__Task statement__
Lines of the data that contain the word "float" are the ones to copy.

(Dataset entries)

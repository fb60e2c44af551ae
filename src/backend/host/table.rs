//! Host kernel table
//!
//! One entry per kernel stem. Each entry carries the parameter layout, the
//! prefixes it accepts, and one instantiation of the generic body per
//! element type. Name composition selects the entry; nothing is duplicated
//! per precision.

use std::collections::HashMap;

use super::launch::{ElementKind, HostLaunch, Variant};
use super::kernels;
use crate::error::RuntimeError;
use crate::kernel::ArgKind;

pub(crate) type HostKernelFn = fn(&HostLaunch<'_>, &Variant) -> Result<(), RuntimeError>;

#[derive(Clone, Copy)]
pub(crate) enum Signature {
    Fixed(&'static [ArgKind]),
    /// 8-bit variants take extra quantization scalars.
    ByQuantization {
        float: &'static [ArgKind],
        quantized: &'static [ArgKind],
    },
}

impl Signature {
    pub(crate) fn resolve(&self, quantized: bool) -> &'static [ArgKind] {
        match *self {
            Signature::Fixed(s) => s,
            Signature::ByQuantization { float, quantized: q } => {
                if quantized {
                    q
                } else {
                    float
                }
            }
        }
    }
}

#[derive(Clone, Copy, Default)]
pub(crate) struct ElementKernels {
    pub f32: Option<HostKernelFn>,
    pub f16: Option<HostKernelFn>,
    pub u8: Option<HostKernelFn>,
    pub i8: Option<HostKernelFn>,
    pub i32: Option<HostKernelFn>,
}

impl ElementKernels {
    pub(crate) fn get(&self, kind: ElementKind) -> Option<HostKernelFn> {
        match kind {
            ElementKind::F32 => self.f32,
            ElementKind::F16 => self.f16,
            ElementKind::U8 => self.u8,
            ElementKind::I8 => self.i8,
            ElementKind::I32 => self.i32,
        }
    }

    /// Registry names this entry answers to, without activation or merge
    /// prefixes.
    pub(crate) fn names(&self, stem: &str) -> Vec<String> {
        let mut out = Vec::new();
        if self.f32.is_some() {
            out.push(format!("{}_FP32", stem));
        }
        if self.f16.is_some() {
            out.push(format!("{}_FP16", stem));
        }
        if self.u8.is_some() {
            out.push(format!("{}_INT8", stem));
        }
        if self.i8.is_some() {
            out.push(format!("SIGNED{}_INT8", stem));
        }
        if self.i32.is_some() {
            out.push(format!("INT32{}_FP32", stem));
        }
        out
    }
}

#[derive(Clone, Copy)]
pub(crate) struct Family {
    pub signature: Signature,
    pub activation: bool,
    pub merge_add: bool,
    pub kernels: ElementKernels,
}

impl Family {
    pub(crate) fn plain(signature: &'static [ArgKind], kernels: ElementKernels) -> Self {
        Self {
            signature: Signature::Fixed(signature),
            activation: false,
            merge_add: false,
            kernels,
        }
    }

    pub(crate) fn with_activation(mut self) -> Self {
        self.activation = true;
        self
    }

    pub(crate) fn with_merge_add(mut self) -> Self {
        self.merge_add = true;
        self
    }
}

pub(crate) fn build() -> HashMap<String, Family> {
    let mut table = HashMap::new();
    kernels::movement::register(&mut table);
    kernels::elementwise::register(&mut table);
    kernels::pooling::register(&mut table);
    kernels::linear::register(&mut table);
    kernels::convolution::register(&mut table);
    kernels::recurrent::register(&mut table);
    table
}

__Answer below__
        float: &'static [ArgKind],
            Signature::ByQuantization { float, quantized: q } => {
                    float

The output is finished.